A Reviewer's Notebook: Out of Work
The best thing for government to do in dealing with unemployment is to leave it alone.
MARCH 01, 1993 by JOHN CHAMBERLAIN
After last fall’s election George Bush said he beat himself. But history asks of Bush no such abasement. History tells us that when unemployment is high, presidential incumbents always lose.
In a fantastically detailed book called Out of Work: Unemployment and Government in Twentieth-Century America (New York: Independent Institute, Holmes and Meier, foreword by Martin Bronfenbrenner, 326 pages, $27.95 hardcover, $16.95 paperback), Richard Vodder and Lowell Gallaway controvert Bush’s assessment. I’ll take Vedder’s and Gallaway’s word for it. They seem to know every bit of evidence about unemployment going well back into the nineteenth century. Their conclusion is that government action aimed at eliminating unemployment of more than seven percent defeats itself. The best way, they say, to reduce unemployment is to do nothing.
In 1929, when Herbert Hoover was running things, we had an activist who had fed the Belgians and Russians. He thought he knew everything about stabilizing markets by government interference. The word that went out from the White House was that money wages should not be cut. High wages would maintain purchasing power. The purchasing power fetish, with Hoover’s sanction, became the orthodoxy of the time. When Franklin Roosevelt took over, he saw no reason to change things. After all, he had been an activist too.
Simply put, this meant that there was a bottom rigidity to a key factor of production. The free market was not allowed to work.
To force things, deficit financing was resorted to in various combinations. The National Industrial Recovery Act set prices under the so-called Blue Eagle until the Supreme Court invalidated it, but this was by no means the end of the high-wage story. The Wagner Act, the Social Security Act, the Fair Labor Standards Act, all contributed to maintaining high labor costs. The Smoot-Hawley tariff added a protectionist bias that provoked foreign retaliation. American employers went along with Franklin Roosevelt (Ford and Thomas Edison were with them), but only up to a point. When a person could not earn the minimum wage he was understandably jettisoned.
Quoting from a National Review summary of their book, Vedder and Gallaway say that “market forces tend to end recessions naturally by forcing a fall in the adjusted real wage . . . .” The 1920-21 recession, infinitely worse at the outset than the Great Depression, dissipated itself within a year under “do nothing Presidents” (Woodrow Wilson was too seriously ill to pursue his natural inclinations, and Warren Harding wasn’t interested).
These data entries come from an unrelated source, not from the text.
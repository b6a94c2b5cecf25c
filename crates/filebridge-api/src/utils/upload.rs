//! Multipart upload extraction

use axum::extract::multipart::MultipartError;
use axum::extract::Multipart;
use axum::http::StatusCode;
use bytes::{Bytes, BytesMut};
use filebridge_core::AppError;

use crate::constants::{FILE_FIELD, NAME_FIELD};

fn multipart_error(e: MultipartError, what: &str) -> AppError {
    if e.status() == StatusCode::PAYLOAD_TOO_LARGE {
        AppError::PayloadTooLarge(format!("Request body too large: {}", e.body_text()))
    } else {
        AppError::InvalidArgument(format!("Failed to read {}: {}", what, e.body_text()))
    }
}

/// An uploaded file read fully into memory
#[derive(Debug)]
pub struct UploadedFile {
    pub name: String,
    pub data: Bytes,
}

/// Extract the file from a multipart form, reading at most `max_size` bytes of it.
///
/// Exactly one field named "file" is accepted. An optional "name" text field overrides the
/// file name sent by the client.
pub async fn extract_multipart_file(
    mut multipart: Multipart,
    max_size: u64,
) -> Result<UploadedFile, AppError> {
    let mut file: Option<(Option<String>, Bytes)> = None;
    let mut name_override: Option<String> = None;

    while let Some(mut field) = multipart
        .next_field()
        .await
        .map_err(|e| multipart_error(e, "multipart"))?
    {
        let field_name = field.name().map(|s| s.to_string()).unwrap_or_default();

        if field_name == FILE_FIELD {
            if file.is_some() {
                return Err(AppError::InvalidArgument(
                    "Multiple file fields are not allowed; send exactly one field named 'file'"
                        .to_string(),
                ));
            }
            let filename = field.file_name().map(|s| s.to_string());

            let mut data = BytesMut::new();
            while let Some(chunk) = field
                .chunk()
                .await
                .map_err(|e| multipart_error(e, "file data"))?
            {
                if (data.len() + chunk.len()) as u64 > max_size {
                    return Err(AppError::PayloadTooLarge(format!(
                        "File exceeds maximum allowed size of {} bytes",
                        max_size
                    )));
                }
                data.extend_from_slice(&chunk);
            }
            file = Some((filename, data.freeze()));
        } else if field_name == NAME_FIELD {
            let text = field
                .text()
                .await
                .map_err(|e| multipart_error(e, "name"))?;
            name_override = Some(text);
        }
    }

    let (filename, data) =
        file.ok_or_else(|| AppError::InvalidArgument("No file provided".to_string()))?;
    let name = name_override
        .or(filename)
        .ok_or_else(|| AppError::InvalidArgument("File name is required".to_string()))?;

    Ok(UploadedFile { name, data })
}
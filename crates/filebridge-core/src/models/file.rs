use chrono::{DateTime, Utc};
use serde::{Deserialize, Serialize};
use utoipa::ToSchema;
use uuid::Uuid;
use validator::Validate;

use super::encoding::AUTO_ENCODING;

/// Metadata for one stored file.
#[derive(Debug, Clone, PartialEq, Eq, Serialize, Deserialize, ToSchema)]
pub struct FileRecord {
    pub id: Uuid,
    pub name: String,
    pub size_bytes: u64,
    /// Set at creation by content sniffing
    pub is_text: bool,
    /// Canonical encoding name, or "Unknown"
    pub encoding: String,
    pub created_at: DateTime<Utc>,
}

/// Request to rename a file
#[derive(Debug, Clone, Serialize, Deserialize, ToSchema, Validate)]
pub struct RenameFileRequest {
    #[validate(length(
        min = 1,
        max = 255,
        message = "Name must be between 1 and 255 characters"
    ))]
    pub name: String,
}

/// Request to rewrite a text file into another encoding
#[derive(Debug, Clone, Serialize, Deserialize, ToSchema, Validate)]
pub struct TranscodeRequest {
    /// "auto" or one of the supported encodings
    #[serde(default = "default_source_encoding")]
    #[validate(length(min = 1, max = 32))]
    pub source_encoding: String,
    #[validate(length(min = 1, max = 32))]
    pub target_encoding: String,
    /// When false, unrepresentable characters fail the request instead of becoming `?`
    #[serde(default = "default_allow_lossy")]
    pub allow_lossy: bool,
}

fn default_source_encoding() -> String {
    AUTO_ENCODING.to_string()
}

fn default_allow_lossy() -> bool {
    true
}

/// Result of a transcode: the updated record plus how lossy the conversion was.
#[derive(Debug, Clone, Serialize, Deserialize, ToSchema)]
pub struct TranscodeResponse {
    #[serde(flatten)]
    pub file: FileRecord,
    /// Characters replaced with `?` because the target encoding cannot hold them
    pub replaced_characters: usize,
}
The Great Depression, by contrast to that of 1920-21, got worse after continual market meddling. More recently, the 1982 recession lasted only about a year, with no special attempt on the part of the Reagan administration to end it. As labor markets softened, real wages fell.
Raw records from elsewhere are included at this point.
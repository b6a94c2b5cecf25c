//! Route groups for files, bridge sessions and download links.

use crate::constants::{API_PREFIX, DOWNLOAD_PREFIX};
use crate::handlers;
use crate::state::AppState;
use axum::routing::{get, patch, post};
use axum::Router;
use std::sync::Arc;

pub fn file_routes(state: Arc<AppState>) -> Router<Arc<AppState>> {
    Router::new()
        .route(
            &format!("{}/files", API_PREFIX),
            get(handlers::files::list_files).post(handlers::files::upload_file),
        )
        .route(
            &format!("{}/files/{{id}}", API_PREFIX),
            patch(handlers::files::rename_file)
                .delete(handlers::files::delete_file),
        )
        .route(
            &format!("{}/files/{{id}}/transcode", API_PREFIX),
            post(handlers::transcode::transcode_file),
        )
        .route(
            &format!("{}/files/{{id}}/download-token", API_PREFIX),
            post(handlers::files::issue_download_token),
        )
        .route(
            &format!("{}/encodings", API_PREFIX),
            get(handlers::encodings::list_encodings),
        )
        .with_state(state)
}

pub fn bridge_routes(state: Arc<AppState>) -> Router<Arc<AppState>> {
    Router::new()
        .route(
            &format!("{}/bridge/upload", API_PREFIX),
            post(handlers::bridge::issue_upload_bridge),
        )
        .route(
            &format!("{}/bridge/download", API_PREFIX),
            post(handlers::bridge::issue_download_bridge),
        )
        .route(
            &format!("{}/bridge/{{token}}/download-info", API_PREFIX),
            get(handlers::bridge::download_info),
        )
        .route(
            &format!("{}/bridge/{{token}}/upload", API_PREFIX),
            post(handlers::bridge::bridge_upload),
        )
        .route(
            &format!("{}/bridge/{{token}}/download-token", API_PREFIX),
            post(handlers::bridge::exchange_download_token),
        )
        .route(
            &format!("{}/bridge/{{token}}/qrcode", API_PREFIX),
            get(handlers::bridge::bridge_qrcode),
        )
        .with_state(state)
}

pub fn download_routes(state: Arc<AppState>) -> Router<Arc<AppState>> {
    Router::new()
        .route(
            &format!("{}/{{token}}", DOWNLOAD_PREFIX),
            get(handlers::download::redeem_download),
        )
        .with_state(state)
}
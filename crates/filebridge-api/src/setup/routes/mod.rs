//! Route configuration and setup.
//!
//! Route groups live in [domains](domains); health checks in [health](health).

mod domains;
mod health;

use crate::api_doc::ApiDoc;
use crate::constants::{API_BASE, MULTIPART_OVERHEAD_BYTES};
use crate::state::AppState;
use axum::{
    extract::DefaultBodyLimit,
    http::{HeaderValue, Method},
    routing::get,
    Json, Router,
};
use filebridge_core::Config;
use std::sync::Arc;
use tower::limit::ConcurrencyLimitLayer;
use tower_http::cors::{Any, CorsLayer};
use tower_http::limit::RequestBodyLimitLayer;
use tower_http::timeout::TimeoutLayer;
use tower_http::trace::TraceLayer;
use utoipa::OpenApi;

const HTTP_CONCURRENCY_LIMIT: usize = 1_024;

/// Setup all application routes
pub fn setup_routes(config: &Config, state: Arc<AppState>) -> Result<Router<()>, anyhow::Error> {
    let cors = setup_cors(config)?;

    let openapi_path = format!("{}/openapi.json", API_BASE);
    let docs_path = format!("{}/docs", API_BASE);

    let body_limit = usize::try_from(config.max_file_size_bytes())
        .unwrap_or(usize::MAX)
        .saturating_add(MULTIPART_OVERHEAD_BYTES);
    tracing::info!(
        body_limit,
        request_timeout_secs = config.request_timeout().as_secs(),
        http_concurrency_limit = HTTP_CONCURRENCY_LIMIT,
        "HTTP limits configured"
    );

    let app = Router::new()
        .route("/health", get(health::health_check))
        .route("/health/live", get(health::liveness_check))
        .route(&openapi_path, get(|| async { Json(ApiDoc::openapi()) }))
        .merge(domains::file_routes(state.clone()))
        .merge(domains::bridge_routes(state.clone()))
        .merge(domains::download_routes(state.clone()))
        .merge(utoipa_rapidoc::RapiDoc::new(openapi_path.clone()).path(docs_path))
        .layer(ConcurrencyLimitLayer::new(HTTP_CONCURRENCY_LIMIT))
        .layer(RequestBodyLimitLayer::new(body_limit))
        .layer(DefaultBodyLimit::disable())
        .layer(TimeoutLayer::new(config.request_timeout()))
        .layer(cors)
        .layer(TraceLayer::new_for_http())
        .with_state(state);

    Ok(app)
}

fn setup_cors(config: &Config) -> Result<CorsLayer, anyhow::Error> {
    let methods = [
        Method::GET,
        Method::POST,
        Method::PATCH,
        Method::DELETE,
        Method::OPTIONS,
    ];
    let cors = if config.cors_origins().iter().any(|o| o == "*") {
        tracing::warn!("CORS configured to allow all origins - not recommended for production");
        CorsLayer::new()
            .allow_origin(Any)
            .allow_methods(methods)
            .allow_headers(Any)
    } else {
        let origins = config
            .cors_origins()
            .iter()
            .map(|o| {
                o.parse::<HeaderValue>()
                    .map_err(|e| anyhow::anyhow!("Invalid CORS origin {:?}: {}", o, e))
            })
            .collect::<Result<Vec<_>, _>>()?;
        CorsLayer::new()
            .allow_origin(origins)
            .allow_methods(methods)
            .allow_headers(Any)
    };
    Ok(cors)
}
use std::sync::Arc;
use std::time::Duration;
use tokio::time::interval;

use crate::bridge::BridgeTokenManager;
use crate::download::DownloadTokenManager;

/// Periodically drops bridge sessions and download grants past their retention window.
#[derive(Clone)]
pub struct TokenCleanupService {
    bridge: Arc<BridgeTokenManager>,
    downloads: Arc<DownloadTokenManager>,
    every: Duration,
}

impl TokenCleanupService {
    pub fn new(
        bridge: Arc<BridgeTokenManager>,
        downloads: Arc<DownloadTokenManager>,
        every: Duration,
    ) -> Self {
        Self {
            bridge,
            downloads,
            every,
        }
    }

    /// Start the background cleanup task
    /// Returns a JoinHandle for graceful shutdown
    pub fn start(self: Arc<Self>) -> tokio::task::JoinHandle<()> {
        tokio::spawn(async move {
            let mut cleanup_interval = interval(self.every);

            loop {
                cleanup_interval.tick().await;
                self.run_once();
            }
        })
    }

    /// Purges both token stores once, returning `(sessions, grants)` removed.
    #[tracing::instrument(skip(self), fields(cleanup.operation = "purge_tokens"))]
    pub fn run_once(&self) -> (usize, usize) {
        let sessions = self.bridge.purge_expired();
        let grants = self.downloads.purge_expired();

        if sessions + grants > 0 {
            tracing::info!(sessions, grants, "Purged expired tokens");
        } else {
            tracing::trace!("No expired tokens to purge");
        }
        (sessions, grants)
    }
}
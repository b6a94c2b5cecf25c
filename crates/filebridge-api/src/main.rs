use filebridge_core::Config;

// Use mimalloc as the global allocator for better performance and lower fragmentation,
// especially when running on musl-based systems inside containers.
#[global_allocator]
static GLOBAL: mimalloc::MiMalloc = mimalloc::MiMalloc;

#[tokio::main]
async fn main() -> Result<(), anyhow::Error> {
    // Load configuration
    let config = Config::from_env()?;

    // Initialize the application (storage, services, routes)
    let (state, router) = filebridge_api::setup::initialize_app(config.clone()).await?;

    let cleanup = state.cleanup.clone().start();

    // Start the server
    let served = filebridge_api::setup::server::start_server(&config, router).await;

    cleanup.abort();
    tracing::info!("Token cleanup stopped");

    served
}
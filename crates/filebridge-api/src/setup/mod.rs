//! Application setup and initialization
//!
//! `initialize_app` is what the binary runs. Tests call [`build_app`] directly with their own
//! storage and clock.

pub mod routes;
pub mod server;
pub mod services;

use crate::state::AppState;
use anyhow::{Context, Result};
use filebridge_core::Config;
use filebridge_services::{create_storage, Clock, Storage, SystemClock};
use std::sync::Arc;

/// Initialize the entire application
pub async fn initialize_app(config: Config) -> Result<(Arc<AppState>, axum::Router)> {
    // Validate configuration first - fail fast on misconfiguration
    config
        .validate()
        .context("Configuration validation failed")?;

    crate::telemetry::init_telemetry(config.log_format(), config.environment());
    tracing::info!("Configuration loaded and validated successfully");

    let storage = create_storage(&config)
        .await
        .context("Failed to initialize storage")?;
    tracing::info!(backend = %config.storage_backend(), "Storage initialized");

    build_app(config, storage, Arc::new(SystemClock))
}

/// Wire services and routes on top of an already constructed storage backend.
pub fn build_app(
    config: Config,
    storage: Arc<dyn Storage>,
    clock: Arc<dyn Clock>,
) -> Result<(Arc<AppState>, axum::Router)> {
    let state = services::initialize_services(config, storage, clock)?;
    let router = routes::setup_routes(&state.config, state.clone())?;
    Ok((state, router))
}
Vedder and Gallaway take four vivid impressions from reading American macroeconomic history. One is that the worker needs prosperous capitalists to provide for job opportunities. The second is that government efforts to reduce unemployment must worsen the problem. The third is that long-term improvement in living standards requires improvements in productivity, better understood by reading Adam Smith than John Maynard Keynes. The fourth impression is that “experts” are dangerous and should be listened to skeptically. Being “kinder and gentler” by approving a morass of new environmental, civil rights, minimum wage, and other legislations has hurt American workers. The “experts” are to blame.
As they keep reiterating, Vedder and Gallaway are bent on keeping government out of it. They pound this in: the best thing to do in dealing with unemployment is to leave it alone.